# Problem details
The data below holds the lines to copy: everything from the line containing "anything ambiguous or" to the line containing "textual heuristics run", both ends included, set down exactly.

(Beginning of Data supplied)

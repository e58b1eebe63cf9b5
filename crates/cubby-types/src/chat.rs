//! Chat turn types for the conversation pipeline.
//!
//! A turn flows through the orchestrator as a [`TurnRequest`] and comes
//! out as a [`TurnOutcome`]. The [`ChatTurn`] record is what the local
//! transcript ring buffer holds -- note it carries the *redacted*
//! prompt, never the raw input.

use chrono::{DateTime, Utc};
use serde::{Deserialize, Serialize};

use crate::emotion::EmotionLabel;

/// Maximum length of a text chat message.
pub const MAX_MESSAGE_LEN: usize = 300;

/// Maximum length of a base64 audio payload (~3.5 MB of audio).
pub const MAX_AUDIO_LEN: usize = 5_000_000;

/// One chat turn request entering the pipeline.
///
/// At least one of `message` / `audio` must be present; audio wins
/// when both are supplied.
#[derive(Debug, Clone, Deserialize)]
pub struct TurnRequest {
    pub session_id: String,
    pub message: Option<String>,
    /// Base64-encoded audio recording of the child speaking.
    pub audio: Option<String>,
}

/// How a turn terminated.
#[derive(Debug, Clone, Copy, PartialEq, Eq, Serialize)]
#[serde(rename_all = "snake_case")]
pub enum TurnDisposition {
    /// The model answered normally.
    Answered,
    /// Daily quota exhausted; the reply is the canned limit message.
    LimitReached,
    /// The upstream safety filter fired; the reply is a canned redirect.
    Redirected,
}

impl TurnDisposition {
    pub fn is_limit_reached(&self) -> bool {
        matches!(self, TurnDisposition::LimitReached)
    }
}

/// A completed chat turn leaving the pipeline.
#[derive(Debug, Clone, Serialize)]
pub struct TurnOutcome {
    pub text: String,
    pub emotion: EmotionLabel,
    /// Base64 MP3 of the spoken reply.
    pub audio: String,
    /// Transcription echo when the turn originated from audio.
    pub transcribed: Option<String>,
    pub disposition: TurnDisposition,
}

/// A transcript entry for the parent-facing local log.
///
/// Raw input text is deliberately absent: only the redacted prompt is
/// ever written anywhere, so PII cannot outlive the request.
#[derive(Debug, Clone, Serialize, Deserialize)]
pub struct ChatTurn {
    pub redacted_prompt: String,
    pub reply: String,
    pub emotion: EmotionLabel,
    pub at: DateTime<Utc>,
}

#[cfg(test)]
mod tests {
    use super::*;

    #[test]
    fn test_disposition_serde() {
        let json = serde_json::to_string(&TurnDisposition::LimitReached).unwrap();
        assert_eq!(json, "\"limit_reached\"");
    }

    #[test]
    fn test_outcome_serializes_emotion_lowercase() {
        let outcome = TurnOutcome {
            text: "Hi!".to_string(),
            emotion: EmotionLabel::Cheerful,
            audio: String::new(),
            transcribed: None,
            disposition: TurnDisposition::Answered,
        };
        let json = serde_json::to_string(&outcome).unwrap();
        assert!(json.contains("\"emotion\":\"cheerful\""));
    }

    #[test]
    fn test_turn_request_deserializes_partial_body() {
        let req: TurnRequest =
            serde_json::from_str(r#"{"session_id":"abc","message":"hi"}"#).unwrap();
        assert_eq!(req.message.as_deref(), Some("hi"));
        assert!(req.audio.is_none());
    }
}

(End of Data supplied)
(Beginning of Data supplied)

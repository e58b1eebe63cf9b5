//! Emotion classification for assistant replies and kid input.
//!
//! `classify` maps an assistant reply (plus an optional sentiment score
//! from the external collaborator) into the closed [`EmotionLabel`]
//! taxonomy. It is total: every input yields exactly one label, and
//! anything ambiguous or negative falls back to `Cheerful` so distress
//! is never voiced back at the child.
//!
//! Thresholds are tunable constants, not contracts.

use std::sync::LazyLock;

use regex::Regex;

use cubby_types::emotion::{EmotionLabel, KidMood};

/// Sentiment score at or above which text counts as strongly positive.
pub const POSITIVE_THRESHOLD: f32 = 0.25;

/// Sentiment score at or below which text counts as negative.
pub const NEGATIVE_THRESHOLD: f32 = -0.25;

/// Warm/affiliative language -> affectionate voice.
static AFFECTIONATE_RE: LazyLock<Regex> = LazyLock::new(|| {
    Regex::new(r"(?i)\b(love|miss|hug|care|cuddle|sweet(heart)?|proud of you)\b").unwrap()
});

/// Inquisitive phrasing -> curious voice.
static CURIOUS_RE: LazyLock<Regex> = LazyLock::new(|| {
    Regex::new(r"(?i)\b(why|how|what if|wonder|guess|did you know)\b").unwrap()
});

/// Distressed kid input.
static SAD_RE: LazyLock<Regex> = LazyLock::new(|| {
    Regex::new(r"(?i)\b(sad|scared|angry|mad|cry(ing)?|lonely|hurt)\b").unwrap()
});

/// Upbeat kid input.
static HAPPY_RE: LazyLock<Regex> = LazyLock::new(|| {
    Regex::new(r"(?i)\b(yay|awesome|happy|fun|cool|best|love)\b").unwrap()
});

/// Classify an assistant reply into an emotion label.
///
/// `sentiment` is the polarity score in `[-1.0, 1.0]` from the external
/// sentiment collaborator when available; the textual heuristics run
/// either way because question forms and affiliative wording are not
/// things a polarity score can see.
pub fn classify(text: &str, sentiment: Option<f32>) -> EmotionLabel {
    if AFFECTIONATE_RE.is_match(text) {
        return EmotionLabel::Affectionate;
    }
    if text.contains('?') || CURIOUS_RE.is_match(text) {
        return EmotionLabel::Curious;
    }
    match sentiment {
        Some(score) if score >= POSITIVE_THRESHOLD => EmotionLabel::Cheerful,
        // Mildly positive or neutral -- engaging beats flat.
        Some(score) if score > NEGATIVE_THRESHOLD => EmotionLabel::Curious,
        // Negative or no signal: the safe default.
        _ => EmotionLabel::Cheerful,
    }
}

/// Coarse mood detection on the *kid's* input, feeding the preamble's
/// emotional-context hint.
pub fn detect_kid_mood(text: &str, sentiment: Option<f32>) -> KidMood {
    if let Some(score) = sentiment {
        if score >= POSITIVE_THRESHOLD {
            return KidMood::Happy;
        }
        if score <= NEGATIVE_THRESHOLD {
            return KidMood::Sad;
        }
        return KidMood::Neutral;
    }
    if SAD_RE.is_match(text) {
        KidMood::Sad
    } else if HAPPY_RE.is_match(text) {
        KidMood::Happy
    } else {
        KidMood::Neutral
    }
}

(End of Data supplied)
(Beginning of Data supplied)

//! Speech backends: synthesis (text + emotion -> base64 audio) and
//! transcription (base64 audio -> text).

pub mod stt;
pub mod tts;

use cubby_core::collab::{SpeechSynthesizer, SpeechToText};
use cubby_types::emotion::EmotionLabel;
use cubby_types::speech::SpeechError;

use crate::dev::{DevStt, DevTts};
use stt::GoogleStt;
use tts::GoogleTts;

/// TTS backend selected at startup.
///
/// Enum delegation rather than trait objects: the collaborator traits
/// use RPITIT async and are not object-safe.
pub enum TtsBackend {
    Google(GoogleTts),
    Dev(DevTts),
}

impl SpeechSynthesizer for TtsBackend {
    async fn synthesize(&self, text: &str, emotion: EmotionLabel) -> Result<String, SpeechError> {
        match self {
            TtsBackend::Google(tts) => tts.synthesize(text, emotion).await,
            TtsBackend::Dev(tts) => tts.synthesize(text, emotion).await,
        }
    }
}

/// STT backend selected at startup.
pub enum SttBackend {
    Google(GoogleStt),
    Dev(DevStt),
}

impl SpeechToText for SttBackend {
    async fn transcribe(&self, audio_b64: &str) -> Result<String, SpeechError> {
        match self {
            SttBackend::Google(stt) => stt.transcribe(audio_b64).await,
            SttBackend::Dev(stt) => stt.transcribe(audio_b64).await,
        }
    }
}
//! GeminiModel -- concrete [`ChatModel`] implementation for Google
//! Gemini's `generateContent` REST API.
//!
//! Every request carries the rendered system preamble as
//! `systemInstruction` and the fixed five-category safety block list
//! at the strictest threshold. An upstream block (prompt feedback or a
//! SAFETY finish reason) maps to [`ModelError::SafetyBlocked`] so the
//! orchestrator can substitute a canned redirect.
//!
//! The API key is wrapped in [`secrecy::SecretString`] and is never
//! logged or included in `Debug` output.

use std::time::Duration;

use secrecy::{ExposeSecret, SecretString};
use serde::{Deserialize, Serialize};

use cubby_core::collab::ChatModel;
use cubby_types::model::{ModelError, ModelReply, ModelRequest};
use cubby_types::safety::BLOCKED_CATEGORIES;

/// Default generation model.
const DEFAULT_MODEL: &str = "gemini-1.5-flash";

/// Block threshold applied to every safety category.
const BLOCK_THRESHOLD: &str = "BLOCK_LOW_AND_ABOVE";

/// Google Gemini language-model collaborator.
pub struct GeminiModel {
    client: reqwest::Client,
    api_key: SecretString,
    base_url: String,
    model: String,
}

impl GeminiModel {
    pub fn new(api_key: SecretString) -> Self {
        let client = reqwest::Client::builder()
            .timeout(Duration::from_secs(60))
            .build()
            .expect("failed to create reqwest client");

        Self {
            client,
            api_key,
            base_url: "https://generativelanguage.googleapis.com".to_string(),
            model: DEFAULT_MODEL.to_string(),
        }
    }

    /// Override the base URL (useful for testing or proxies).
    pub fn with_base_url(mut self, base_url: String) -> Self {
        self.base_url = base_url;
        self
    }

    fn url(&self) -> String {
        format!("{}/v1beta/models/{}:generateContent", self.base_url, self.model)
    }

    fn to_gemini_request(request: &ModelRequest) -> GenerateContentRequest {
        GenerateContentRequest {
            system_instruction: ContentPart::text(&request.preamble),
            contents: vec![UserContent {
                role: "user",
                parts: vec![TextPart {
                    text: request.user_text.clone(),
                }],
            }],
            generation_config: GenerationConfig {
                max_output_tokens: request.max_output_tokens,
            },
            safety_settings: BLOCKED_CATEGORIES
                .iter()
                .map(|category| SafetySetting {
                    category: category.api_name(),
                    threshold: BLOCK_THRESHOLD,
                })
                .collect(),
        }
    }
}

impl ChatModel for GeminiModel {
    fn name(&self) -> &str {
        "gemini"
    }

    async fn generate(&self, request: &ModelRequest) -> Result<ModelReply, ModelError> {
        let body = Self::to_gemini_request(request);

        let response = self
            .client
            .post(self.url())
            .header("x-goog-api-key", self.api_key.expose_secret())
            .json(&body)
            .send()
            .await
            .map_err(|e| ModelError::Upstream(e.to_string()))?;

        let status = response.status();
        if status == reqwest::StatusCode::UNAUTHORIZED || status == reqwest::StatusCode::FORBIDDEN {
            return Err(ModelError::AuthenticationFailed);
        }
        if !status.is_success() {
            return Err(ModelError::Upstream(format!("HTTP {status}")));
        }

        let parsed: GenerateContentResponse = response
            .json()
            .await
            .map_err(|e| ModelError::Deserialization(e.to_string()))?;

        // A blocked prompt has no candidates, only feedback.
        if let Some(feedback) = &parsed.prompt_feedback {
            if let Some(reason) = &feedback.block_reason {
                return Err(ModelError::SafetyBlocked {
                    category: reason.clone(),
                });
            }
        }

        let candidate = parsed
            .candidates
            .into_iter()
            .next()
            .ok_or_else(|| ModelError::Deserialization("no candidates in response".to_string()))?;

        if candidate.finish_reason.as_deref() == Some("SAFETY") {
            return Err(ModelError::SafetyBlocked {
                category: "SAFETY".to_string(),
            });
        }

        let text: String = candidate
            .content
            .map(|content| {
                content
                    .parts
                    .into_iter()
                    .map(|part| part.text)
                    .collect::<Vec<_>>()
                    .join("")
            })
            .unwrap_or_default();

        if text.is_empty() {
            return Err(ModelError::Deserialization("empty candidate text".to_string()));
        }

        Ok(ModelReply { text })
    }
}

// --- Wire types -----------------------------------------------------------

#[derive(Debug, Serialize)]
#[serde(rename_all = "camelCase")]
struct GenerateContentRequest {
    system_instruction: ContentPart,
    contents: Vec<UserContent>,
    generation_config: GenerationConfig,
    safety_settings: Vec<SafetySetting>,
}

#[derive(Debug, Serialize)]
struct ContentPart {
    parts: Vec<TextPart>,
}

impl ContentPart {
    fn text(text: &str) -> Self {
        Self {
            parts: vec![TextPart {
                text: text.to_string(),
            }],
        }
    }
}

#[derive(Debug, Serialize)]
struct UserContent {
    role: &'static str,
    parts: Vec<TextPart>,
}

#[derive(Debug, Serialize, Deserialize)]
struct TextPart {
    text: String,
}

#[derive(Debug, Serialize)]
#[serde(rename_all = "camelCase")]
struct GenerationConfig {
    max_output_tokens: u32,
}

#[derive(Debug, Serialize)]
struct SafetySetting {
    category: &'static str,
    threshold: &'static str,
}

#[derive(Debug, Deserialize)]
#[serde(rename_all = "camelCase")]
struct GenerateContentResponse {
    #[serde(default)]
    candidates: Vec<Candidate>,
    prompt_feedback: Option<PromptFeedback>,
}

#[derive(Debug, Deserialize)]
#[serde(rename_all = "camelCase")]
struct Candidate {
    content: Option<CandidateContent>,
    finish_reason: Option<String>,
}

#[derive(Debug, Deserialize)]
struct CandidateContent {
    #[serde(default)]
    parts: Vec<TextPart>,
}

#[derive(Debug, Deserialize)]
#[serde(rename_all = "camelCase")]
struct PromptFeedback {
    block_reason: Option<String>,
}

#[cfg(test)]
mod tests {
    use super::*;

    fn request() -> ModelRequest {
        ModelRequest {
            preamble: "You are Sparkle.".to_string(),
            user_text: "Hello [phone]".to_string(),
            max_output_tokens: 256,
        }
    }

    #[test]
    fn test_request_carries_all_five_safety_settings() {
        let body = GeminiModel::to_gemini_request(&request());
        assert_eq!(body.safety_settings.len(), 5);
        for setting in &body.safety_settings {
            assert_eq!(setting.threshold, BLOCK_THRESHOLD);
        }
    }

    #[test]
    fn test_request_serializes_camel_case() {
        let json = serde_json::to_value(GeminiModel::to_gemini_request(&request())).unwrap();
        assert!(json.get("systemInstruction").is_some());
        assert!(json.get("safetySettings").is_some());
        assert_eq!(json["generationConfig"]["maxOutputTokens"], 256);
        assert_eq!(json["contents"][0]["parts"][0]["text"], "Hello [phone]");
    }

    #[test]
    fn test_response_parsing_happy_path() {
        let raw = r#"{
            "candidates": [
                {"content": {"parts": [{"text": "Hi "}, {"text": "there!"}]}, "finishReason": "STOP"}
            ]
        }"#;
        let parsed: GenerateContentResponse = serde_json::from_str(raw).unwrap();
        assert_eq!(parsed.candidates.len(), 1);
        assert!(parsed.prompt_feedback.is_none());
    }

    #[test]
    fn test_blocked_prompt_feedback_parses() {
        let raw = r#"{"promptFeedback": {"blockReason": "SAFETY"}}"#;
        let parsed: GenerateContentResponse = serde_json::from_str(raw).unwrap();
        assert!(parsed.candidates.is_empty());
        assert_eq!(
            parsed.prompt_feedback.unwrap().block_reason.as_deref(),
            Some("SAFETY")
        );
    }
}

(End of Data supplied)

# Result for this exercise
//! anything ambiguous or negative falls back to `Cheerful` so distress
//! is never voiced back at the child.
//!
//! Thresholds are tunable constants, not contracts.

use std::sync::LazyLock;

use regex::Regex;

use cubby_types::emotion::{EmotionLabel, KidMood};

/// Sentiment score at or above which text counts as strongly positive.
pub const POSITIVE_THRESHOLD: f32 = 0.25;

/// Sentiment score at or below which text counts as negative.
pub const NEGATIVE_THRESHOLD: f32 = -0.25;

/// Warm/affiliative language -> affectionate voice.
static AFFECTIONATE_RE: LazyLock<Regex> = LazyLock::new(|| {
    Regex::new(r"(?i)\b(love|miss|hug|care|cuddle|sweet(heart)?|proud of you)\b").unwrap()
});

/// Inquisitive phrasing -> curious voice.
static CURIOUS_RE: LazyLock<Regex> = LazyLock::new(|| {
    Regex::new(r"(?i)\b(why|how|what if|wonder|guess|did you know)\b").unwrap()
});

/// Distressed kid input.
static SAD_RE: LazyLock<Regex> = LazyLock::new(|| {
    Regex::new(r"(?i)\b(sad|scared|angry|mad|cry(ing)?|lonely|hurt)\b").unwrap()
});

/// Upbeat kid input.
static HAPPY_RE: LazyLock<Regex> = LazyLock::new(|| {
    Regex::new(r"(?i)\b(yay|awesome|happy|fun|cool|best|love)\b").unwrap()
});

/// Classify an assistant reply into an emotion label.
///
/// `sentiment` is the polarity score in `[-1.0, 1.0]` from the external
/// sentiment collaborator when available; the textual heuristics run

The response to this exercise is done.